(Stored items)

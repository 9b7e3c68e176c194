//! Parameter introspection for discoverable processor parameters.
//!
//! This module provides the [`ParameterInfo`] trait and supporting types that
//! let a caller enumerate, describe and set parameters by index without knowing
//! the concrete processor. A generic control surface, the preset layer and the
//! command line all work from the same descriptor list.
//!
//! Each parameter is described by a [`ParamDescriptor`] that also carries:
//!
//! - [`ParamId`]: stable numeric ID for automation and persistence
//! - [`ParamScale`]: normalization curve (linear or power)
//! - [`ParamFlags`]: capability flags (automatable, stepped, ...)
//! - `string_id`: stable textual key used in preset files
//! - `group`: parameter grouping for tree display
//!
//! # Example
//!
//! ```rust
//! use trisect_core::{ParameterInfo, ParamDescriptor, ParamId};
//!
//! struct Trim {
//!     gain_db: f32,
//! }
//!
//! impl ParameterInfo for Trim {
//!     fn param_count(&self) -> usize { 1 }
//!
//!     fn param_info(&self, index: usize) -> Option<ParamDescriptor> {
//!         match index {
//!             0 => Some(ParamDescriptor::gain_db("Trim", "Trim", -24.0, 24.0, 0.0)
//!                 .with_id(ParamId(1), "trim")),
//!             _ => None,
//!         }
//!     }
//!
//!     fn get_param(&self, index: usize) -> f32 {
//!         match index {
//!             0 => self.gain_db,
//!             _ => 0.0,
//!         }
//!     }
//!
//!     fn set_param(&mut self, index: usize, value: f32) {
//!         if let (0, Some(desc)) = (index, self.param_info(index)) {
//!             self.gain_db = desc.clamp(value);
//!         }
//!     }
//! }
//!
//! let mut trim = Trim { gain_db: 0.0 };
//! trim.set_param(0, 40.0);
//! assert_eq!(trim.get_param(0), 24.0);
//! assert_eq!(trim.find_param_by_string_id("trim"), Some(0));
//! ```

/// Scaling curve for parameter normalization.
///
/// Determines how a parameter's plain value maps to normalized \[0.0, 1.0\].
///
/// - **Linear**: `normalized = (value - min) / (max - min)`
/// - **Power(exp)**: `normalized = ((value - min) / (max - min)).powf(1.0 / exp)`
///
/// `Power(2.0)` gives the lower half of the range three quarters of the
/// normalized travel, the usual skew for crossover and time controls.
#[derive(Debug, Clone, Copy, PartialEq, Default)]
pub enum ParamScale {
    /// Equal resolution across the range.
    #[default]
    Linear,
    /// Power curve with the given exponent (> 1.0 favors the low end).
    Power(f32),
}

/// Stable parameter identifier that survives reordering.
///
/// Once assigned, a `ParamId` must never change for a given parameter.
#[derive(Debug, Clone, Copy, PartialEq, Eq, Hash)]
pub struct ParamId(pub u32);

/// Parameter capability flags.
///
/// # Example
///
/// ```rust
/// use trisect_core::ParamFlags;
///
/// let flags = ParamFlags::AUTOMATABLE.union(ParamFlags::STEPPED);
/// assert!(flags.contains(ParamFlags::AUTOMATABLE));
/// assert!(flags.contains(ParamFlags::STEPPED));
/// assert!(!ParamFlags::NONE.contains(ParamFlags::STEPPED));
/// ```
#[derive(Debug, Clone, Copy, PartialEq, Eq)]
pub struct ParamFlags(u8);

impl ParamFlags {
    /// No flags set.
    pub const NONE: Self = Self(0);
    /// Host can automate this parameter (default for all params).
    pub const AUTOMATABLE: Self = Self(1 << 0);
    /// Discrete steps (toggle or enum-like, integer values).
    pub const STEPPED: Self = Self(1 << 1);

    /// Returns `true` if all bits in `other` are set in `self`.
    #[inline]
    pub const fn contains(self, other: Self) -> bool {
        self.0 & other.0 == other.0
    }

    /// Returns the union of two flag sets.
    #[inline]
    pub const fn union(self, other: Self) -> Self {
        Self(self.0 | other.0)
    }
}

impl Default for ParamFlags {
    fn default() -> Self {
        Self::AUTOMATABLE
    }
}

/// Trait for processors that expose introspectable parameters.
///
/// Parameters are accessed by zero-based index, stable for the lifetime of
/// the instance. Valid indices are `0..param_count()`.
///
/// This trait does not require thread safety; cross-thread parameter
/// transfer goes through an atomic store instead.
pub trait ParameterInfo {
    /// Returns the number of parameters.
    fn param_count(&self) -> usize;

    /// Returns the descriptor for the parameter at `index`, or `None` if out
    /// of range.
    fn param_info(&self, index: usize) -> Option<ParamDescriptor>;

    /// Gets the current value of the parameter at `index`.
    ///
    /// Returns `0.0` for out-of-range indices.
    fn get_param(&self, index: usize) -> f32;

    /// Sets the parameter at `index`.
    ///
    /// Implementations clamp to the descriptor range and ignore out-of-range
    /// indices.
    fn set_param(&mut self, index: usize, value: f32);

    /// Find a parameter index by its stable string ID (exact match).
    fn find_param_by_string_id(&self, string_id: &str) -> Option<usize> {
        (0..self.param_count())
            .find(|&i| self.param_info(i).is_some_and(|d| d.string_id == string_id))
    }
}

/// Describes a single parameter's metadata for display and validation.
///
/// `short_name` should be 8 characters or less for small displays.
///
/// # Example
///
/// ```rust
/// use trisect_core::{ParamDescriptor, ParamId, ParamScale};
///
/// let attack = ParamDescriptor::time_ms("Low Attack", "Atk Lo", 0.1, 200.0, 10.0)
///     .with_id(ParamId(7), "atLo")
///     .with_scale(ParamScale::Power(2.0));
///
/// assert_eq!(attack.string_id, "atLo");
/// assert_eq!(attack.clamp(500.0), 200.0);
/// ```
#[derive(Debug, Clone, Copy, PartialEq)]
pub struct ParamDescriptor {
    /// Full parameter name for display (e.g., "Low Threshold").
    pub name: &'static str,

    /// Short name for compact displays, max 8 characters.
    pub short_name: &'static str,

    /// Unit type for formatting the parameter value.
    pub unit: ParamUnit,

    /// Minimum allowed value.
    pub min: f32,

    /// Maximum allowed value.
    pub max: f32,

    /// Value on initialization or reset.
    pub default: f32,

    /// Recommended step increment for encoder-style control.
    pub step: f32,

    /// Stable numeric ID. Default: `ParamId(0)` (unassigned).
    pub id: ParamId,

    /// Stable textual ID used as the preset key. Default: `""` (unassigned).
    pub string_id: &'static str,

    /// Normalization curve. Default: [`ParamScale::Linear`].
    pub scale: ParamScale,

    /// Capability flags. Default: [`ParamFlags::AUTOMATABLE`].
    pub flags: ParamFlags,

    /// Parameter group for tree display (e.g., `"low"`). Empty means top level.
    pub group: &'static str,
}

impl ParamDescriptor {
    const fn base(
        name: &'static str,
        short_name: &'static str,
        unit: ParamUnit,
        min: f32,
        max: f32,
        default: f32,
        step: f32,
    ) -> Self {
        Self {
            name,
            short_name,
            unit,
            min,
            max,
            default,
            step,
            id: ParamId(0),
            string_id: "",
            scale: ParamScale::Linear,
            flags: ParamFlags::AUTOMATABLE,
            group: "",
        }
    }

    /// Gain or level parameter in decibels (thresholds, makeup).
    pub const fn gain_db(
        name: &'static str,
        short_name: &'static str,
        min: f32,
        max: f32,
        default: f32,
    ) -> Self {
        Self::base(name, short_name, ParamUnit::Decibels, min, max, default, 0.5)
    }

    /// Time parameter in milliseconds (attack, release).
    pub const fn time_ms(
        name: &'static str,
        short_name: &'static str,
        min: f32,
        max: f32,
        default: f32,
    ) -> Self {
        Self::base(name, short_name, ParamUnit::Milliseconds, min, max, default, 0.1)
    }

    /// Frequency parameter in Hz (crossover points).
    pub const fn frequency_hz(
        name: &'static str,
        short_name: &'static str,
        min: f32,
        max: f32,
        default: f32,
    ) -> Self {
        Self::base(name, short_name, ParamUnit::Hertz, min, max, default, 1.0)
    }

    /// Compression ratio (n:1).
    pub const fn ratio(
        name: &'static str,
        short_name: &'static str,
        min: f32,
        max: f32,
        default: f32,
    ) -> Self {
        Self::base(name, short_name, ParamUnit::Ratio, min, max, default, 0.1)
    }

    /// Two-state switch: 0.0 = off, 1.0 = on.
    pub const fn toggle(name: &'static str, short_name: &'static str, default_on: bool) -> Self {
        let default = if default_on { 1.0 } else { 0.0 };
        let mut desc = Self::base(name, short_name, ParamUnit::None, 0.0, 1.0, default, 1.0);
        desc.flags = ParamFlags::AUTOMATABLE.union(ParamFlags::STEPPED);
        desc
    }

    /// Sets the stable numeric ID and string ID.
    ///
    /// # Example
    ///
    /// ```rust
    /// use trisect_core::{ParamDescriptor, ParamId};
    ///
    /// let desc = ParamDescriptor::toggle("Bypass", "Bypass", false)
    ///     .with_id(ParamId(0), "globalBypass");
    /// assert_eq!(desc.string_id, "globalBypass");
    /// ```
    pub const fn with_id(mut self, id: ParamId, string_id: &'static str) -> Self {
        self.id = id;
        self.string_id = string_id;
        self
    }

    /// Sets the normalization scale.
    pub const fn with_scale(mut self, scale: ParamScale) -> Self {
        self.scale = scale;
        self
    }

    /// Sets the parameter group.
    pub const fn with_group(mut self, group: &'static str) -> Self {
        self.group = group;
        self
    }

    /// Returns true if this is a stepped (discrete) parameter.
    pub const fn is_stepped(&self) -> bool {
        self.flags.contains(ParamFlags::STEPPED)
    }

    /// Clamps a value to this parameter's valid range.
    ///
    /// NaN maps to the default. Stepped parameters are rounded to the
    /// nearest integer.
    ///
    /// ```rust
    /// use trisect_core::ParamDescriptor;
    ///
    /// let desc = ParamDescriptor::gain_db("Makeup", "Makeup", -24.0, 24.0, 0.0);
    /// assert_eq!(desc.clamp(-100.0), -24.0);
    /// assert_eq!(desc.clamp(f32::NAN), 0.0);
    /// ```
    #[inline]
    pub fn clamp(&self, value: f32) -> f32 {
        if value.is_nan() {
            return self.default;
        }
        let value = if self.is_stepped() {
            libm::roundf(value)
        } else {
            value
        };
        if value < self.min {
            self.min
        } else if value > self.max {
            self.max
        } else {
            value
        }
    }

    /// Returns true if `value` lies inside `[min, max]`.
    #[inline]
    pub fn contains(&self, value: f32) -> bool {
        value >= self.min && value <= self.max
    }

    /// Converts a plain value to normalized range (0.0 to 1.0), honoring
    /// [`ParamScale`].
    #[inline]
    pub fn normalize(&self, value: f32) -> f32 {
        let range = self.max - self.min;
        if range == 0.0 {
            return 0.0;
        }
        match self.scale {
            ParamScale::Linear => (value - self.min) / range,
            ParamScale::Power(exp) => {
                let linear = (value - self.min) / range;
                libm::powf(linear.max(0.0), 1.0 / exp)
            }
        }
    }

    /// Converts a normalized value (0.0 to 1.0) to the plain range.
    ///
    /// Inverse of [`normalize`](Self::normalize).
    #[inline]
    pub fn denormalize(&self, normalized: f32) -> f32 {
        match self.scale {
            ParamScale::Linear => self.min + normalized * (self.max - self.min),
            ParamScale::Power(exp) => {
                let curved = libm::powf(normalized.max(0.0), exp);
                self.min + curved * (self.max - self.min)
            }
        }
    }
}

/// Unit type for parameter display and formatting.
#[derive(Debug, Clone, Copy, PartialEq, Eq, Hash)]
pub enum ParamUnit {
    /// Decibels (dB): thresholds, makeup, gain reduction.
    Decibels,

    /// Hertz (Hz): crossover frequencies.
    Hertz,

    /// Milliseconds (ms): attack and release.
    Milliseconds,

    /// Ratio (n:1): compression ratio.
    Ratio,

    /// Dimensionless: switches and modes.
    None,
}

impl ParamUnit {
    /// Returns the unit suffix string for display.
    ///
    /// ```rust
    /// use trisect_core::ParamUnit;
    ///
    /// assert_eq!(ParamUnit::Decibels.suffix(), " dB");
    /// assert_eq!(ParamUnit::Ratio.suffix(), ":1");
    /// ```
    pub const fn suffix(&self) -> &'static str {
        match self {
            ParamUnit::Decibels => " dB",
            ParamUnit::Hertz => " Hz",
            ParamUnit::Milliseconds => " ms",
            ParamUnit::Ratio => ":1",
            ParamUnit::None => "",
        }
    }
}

- **TASK GOAL**: Only the lines above from the line containing "for all params)." through the line containing "pub const fn contains(self, other: Self)" should be retyped, exactly and with both ends included.

- **ANSWER SECTION**:
    /// Host can automate this parameter (default for all params).
    pub const AUTOMATABLE: Self = Self(1 << 0);
    /// Discrete steps (toggle or enum-like, integer values).
    pub const STEPPED: Self = Self(1 << 1);

    /// Returns `true` if all bits in `other` are set in `self`.
    #[inline]
    pub const fn contains(self, other: Self) -> bool {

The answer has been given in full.